| The AI coding approach is solving the wrong problem. The problem isn't with the low level detailed work. That problem should be solved by building composable, tested, audited libraries. Legos, if you will. If the problem is trivial enough that you can completely trust the AI coded solution, then you could have either done it yourself very easily or used a premade solution from a good library or toolkit. If the problem is not trivial, then you have the outsourcing challenges (which apply to a lot more scenarios than using AI to help you code). If you are not personally capable of judging the outsourced work, then whether you use AI or type it yourself, you will end up with errors or misfeatures. If you are capable of judging, then you must pay attention and read/review. So your job shifts from defining the problem and programming a solution to defining the problem and reviewing potential solution(s). Either way, you must focus and think.
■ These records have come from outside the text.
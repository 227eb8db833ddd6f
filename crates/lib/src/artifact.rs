//! Post-build artifact probing.

use std::io;
use std::path::{Path, PathBuf};

use serde::Serialize;
use tracing::debug;

use crate::error::{PublishError, Result};

pub const BYTES_PER_MIB: f64 = 1_048_576.0;

/// The well-known executable found after a successful publish.
#[derive(Debug, Clone, PartialEq, Serialize)]
pub struct Artifact {
  pub path: PathBuf,
  pub bytes: u64,
  /// `bytes` in mebibytes, rounded to two decimal places.
  pub size_mib: f64,
}

/// Convert a byte count to mebibytes rounded to two decimal places.
pub fn mebibytes(bytes: u64) -> f64 {
  (bytes as f64 / BYTES_PER_MIB * 100.0).round() / 100.0
}

/// Look for the artifact at `path`. A missing file is not an error.
pub async fn probe(path: &Path) -> Result<Option<Artifact>> {
  let metadata = match tokio::fs::metadata(path).await {
    Ok(metadata) => metadata,
    Err(err) if err.kind() == io::ErrorKind::NotFound => {
      debug!(path = %path.display(), "no artifact found");
      return Ok(None);
    }
    Err(source) => {
      return Err(PublishError::Artifact {
        path: path.to_path_buf(),
        source,
      });
    }
  };

  if !metadata.is_file() {
    debug!(path = %path.display(), "artifact path is not a file");
    return Ok(None);
  }

  let bytes = metadata.len();
  Ok(Some(Artifact {
    path: path.to_path_buf(),
    bytes,
    size_mib: mebibytes(bytes),
  }))
}
//! pubwin-lib: Core types and logic for pubwin
//!
//! This crate drives an external publish toolchain for a Windows runtime:
//! - `BuildRequest`: the validated options for one publish run
//! - `PublishContext`: workspace root, project, toolchain and artifact name
//! - `PublishPlan`: the clean/publish invocations derived from a request
//! - `PublishReport`: what a successful run produced

pub mod artifact;
pub mod consts;
pub mod context;
pub mod error;
pub mod paths;
pub mod publish;
pub mod request;
pub mod target;
pub mod toolchain;

#[cfg(any(test, feature = "testutil"))]
pub mod testutil;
But again, perhaps you would be better off building a solution composed of known good blocks. <- This should be the future of software development... Sadly, I think that open source and freedom to (re)invent has worked against us in the long run. If instead of each of us going off and thinking, "I can make a better language/framework", we had built on existing technologies, I daresay we would be further along. To be fair of course, some level of dissatisfaction and divergence would be necessary or we would still be using assembly. Github does have one thing right though (from a business perspective) - they are making a remedy to a symptom, and in that they can expect longer term revenue than if they actually solved the core problem. |
With that in mind I think this problem is totally real and worth solving. If copilot can save me those mundane moments during my day where I have to figure out “how to do this common thing that I already did 100 times” then it’s a win for everyone.
It’s not trying to solve the whole of programming. It’s just a nice tool to let you actually concentrate on the non-automated parts of coding such as: actually translating requirements into code.